When pharmacotherapy alone is deemed insufficient, a common approach is open irrigation of the wound. The choice of irrigant has been hotly debated in scientific and clinical circles, and most traditional approaches include antibiotics (which biologically disrupt microflora) or antiseptics/detergents (which chemically or mechanically disrupt microflora). Each offers advantages and disadvantages; for example, antibiotics generally have lower host toxicity but offer differential impact on various microbiological species and risk formation of biological resistance. In 2020, the FDA requested voluntary market withdrawal of bacitracin for injection into irrigation solutions because of safety concerns and extremely limited use in pediatric pneumonia, its only approved indication. Antiseptics and detergents can offer broad spectrum coverage with low risk of resistance but potentially damage host tissues. A more nuanced approach may be useful in both balancing microbial susceptibility and secondary tissue injury.

One important factor in removing microbial contamination -- and hence resolving infections -- is whether the population has been able to form a biofilm in the site. Known since the 1970s, biofilms are now widely understood to form a protective niche for microbes in a wide variety of environments. In brief, microbes can accrete on a surface (ranging from a speck of dust to a biological surface to a petroleum pipeline) and synthesize extracellular polymeric substance (EPS) -- a complex milieu of polysaccharides, proteins, lipids and nucleic acids, cross-linked by metal ions. This protective EPS layer defends the colony from immune, antibiotic and antiseptic attack.
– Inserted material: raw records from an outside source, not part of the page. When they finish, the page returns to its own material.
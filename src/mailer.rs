//! Outbound mail: the `Notifier` capability, its SMTP implementation, and the
//! texts of every message the service sends.

use std::time::Duration;

use async_trait::async_trait;
use lettre::{
    message::{header::ContentType, Mailbox},
    transport::smtp::authentication::Credentials,
    AsyncSmtpTransport, AsyncTransport, Message, Tokio1Executor,
};
use tracing::{debug, warn};

use crate::config::SmtpConfig;

#[derive(Debug, thiserror::Error)]
pub enum NotifyError {
    #[error("invalid address {0:?}")]
    InvalidAddress(String),

    #[error("failed to build message: {0}")]
    Build(#[from] lettre::error::Error),

    #[error("smtp transport error: {0}")]
    Transport(#[from] lettre::transport::smtp::Error),
}

#[async_trait]
pub trait Notifier: Send + Sync {
    async fn send(&self, to: &str, subject: &str, body: &str) -> Result<(), NotifyError>;
}

/// Sends plain-text mail through an authenticated STARTTLS relay.
pub struct SmtpNotifier {
    transport: AsyncSmtpTransport<Tokio1Executor>,
    from: Mailbox,
}

impl SmtpNotifier {
    pub fn new(cfg: &SmtpConfig) -> Result<Self, NotifyError> {
        let from = cfg
            .from
            .parse::<Mailbox>()
            .map_err(|_| NotifyError::InvalidAddress(cfg.from.clone()))?;
        let transport = AsyncSmtpTransport::<Tokio1Executor>::starttls_relay(&cfg.server)?
            .port(cfg.port)
            .credentials(Credentials::new(cfg.username.clone(), cfg.password.clone()))
            .timeout(Some(Duration::from_secs(10)))
            .build();
        Ok(Self { transport, from })
    }
}

#[async_trait]
impl Notifier for SmtpNotifier {
    async fn send(&self, to: &str, subject: &str, body: &str) -> Result<(), NotifyError> {
        let to_box = to
            .parse::<Mailbox>()
            .map_err(|_| NotifyError::InvalidAddress(to.to_string()))?;
        let message = Message::builder()
            .from(self.from.clone())
            .to(to_box)
            .subject(subject)
            .header(ContentType::TEXT_PLAIN)
            .body(body.to_string())?;
        self.transport.send(message).await?;
        debug!(%to, subject, "mail sent");
        Ok(())
    }
}

/// Send and swallow failures; for informational notices only.
pub async fn send_best_effort(notifier: &dyn Notifier, to: &str, mail: &Mail) {
    if let Err(e) = notifier.send(to, &mail.subject, &mail.body).await {
        warn!(error = %e, %to, subject = %mail.subject, "best-effort mail not delivered");
    }
}

/// A rendered message.
#[derive(Debug, Clone, PartialEq, Eq)]
pub struct Mail {
    pub subject: String,
    pub body: String,
}

fn link(base_url: &str, path: &str, token: &str) -> String {
    format!("{}/{}?token={}", base_url.trim_end_matches('/'), path, token)
}

pub fn verification_mail(base_url: &str, token: &str) -> Mail {
    Mail {
        subject: "Verify your email address".into(),
        body: format!(
            "Click the following link to verify your email: {}",
            link(base_url, "verify", token)
        ),
    }
}

pub fn already_verified_mail() -> Mail {
    Mail {
        subject: "You are already verified".into(),
        body: "Hello,\n\n\
               Your email is already verified. You do not need to verify again.\n\n\
               Thank you!"
            .into(),
    }
}

pub fn reset_mail(base_url: &str, token: &str, valid_minutes: i64) -> Mail {
    Mail {
        subject: "Password Reset Request".into(),
        body: format!(
            "Click the following link to reset your password (valid for {} minutes): {}",
            valid_minutes,
            link(base_url, "reset-password", token)
        ),
    }
}

pub fn reset_done_mail() -> Mail {
    Mail {
        subject: "Password Reset Successful".into(),
        body: "Hello,\n\n\
               Your password has been reset successfully. If you did not perform this action, \
               please contact support immediately.\n\n\
               Thank you!"
            .into(),
    }
}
The challenges posed by biofilm-based SSIs, and the limitations of other treatment options, are why I'm excited to lead a U.S. clinical trial to test the efficacy of XPERIENCE™, a new no rinse antimicrobial solution that received FDA clearance in April. Developed by medical technology company Next Science, XPERIENCE is based upon Next Science's proprietary XBIO™ Technology, which takes an innovative approach to solving the problem of bacterial biofilms. The unique, non-toxic technology attacks and deconstructs the structure of the biofilm by removing the metal ions that hold the EPS together. This exposes the bacteria within the biofilm, making them more vulnerable to eradication. Bacteria that are enveloped within the XBIO Technology are then destroyed by the combination of a surfactant and high osmotic imbalance across the bacterial cell wall. XBIO Technology's broad-spectrum efficacy helps defend from biofilm reformation, reducing the rate of reoccurrence by over 100X. Due to this unique mechanism of action, there is no known resistance to XBIO Technology.
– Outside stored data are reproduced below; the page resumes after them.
use std::sync::{
    atomic::{AtomicBool, Ordering},
    Arc, Mutex,
};

use account_recovery::{
    auth::{memory::MemoryUserStore, store::UserStore},
    clock::{Clock, ManualClock},
    config::AppConfig,
    mailer::{Notifier, NotifyError},
    state::AppState,
};
use async_trait::async_trait;
use time::macros::datetime;

#[derive(Debug, Clone, PartialEq, Eq)]
pub struct SentMail {
    pub to: String,
    pub subject: String,
    pub body: String,
}

/// Notifier that records deliveries and can be switched to fail.
#[derive(Default)]
pub struct RecordingNotifier {
    sent: Mutex<Vec<SentMail>>,
    failing: AtomicBool,
}

#[allow(dead_code)]
impl RecordingNotifier {
    pub fn fail_sends(&self, failing: bool) {
        self.failing.store(failing, Ordering::SeqCst);
    }

    pub fn sent(&self) -> Vec<SentMail> {
        self.sent.lock().unwrap().clone()
    }

    pub fn count(&self) -> usize {
        self.sent.lock().unwrap().len()
    }

    pub fn last(&self) -> Option<SentMail> {
        self.sent.lock().unwrap().last().cloned()
    }

    /// Token embedded in the most recent link-bearing mail.
    pub fn last_token(&self) -> Option<String> {
        self.sent
            .lock()
            .unwrap()
            .iter()
            .rev()
            .find_map(|m| token_in(&m.body))
    }
}

pub fn token_in(body: &str) -> Option<String> {
    let (_, rest) = body.split_once("token=")?;
    let token: String = rest.chars().take_while(|c| c.is_ascii_hexdigit()).collect();
    (!token.is_empty()).then_some(token)
}

#[async_trait]
impl Notifier for RecordingNotifier {
    async fn send(&self, to: &str, subject: &str, body: &str) -> Result<(), NotifyError> {
        if self.failing.load(Ordering::SeqCst) {
            return Err(NotifyError::InvalidAddress(to.to_string()));
        }
        self.sent.lock().unwrap().push(SentMail {
            to: to.to_string(),
            subject: subject.to_string(),
            body: body.to_string(),
        });
        Ok(())
    }
}

pub struct Harness {
    pub store: Arc<MemoryUserStore>,
    pub notifier: Arc<RecordingNotifier>,
    pub clock: Arc<ManualClock>,
    pub state: AppState,
}

/// App state over an in-memory store, a recording notifier and a clock
/// fixed at 2024-01-01 12:00 UTC.
pub fn harness() -> Harness {
    let store = Arc::new(MemoryUserStore::new());
    let notifier = Arc::new(RecordingNotifier::default());
    let clock = Arc::new(ManualClock::new(datetime!(2024-01-01 12:00 UTC)));

    let state = AppState::from_parts(
        Arc::new(AppConfig::test_default()),
        store.clone() as Arc<dyn UserStore>,
        notifier.clone() as Arc<dyn Notifier>,
        clock.clone() as Arc<dyn Clock>,
    );

    Harness {
        store,
        notifier,
        clock,
        state,
    }
}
The trial, the TIFRAX (Tibial Fracture) Study, is a randomized, controlled, double-blinded, prospective study to evaluate the efficacy of XPERIENCE in helping decrease wound bioburden and surgical site infections. It will also evaluate whether XPERIENCE can improve post-operative outcomes when used as adjunct treatment to standard of care in patients undergoing tibial fracture repair. Enrolment in the 30-patient, 90-day study is already underway.


Robert M. Harris, MD is a board-certified orthopedic surgeon based in Columbus, Ga., where he is program director for the Jack Hughston Memorial Hospital Orthopedic Residency Program and co-director of the Hughston Orthopedic Trauma Fellowship for the Hughston Clinic at Midtown Medical Center. Harris attended the COS annual meeting in Nashville from Nov. 3-6 as a guest of Next Science, for whose XPERIENCE product he is currently leading a U.S. clinical trial.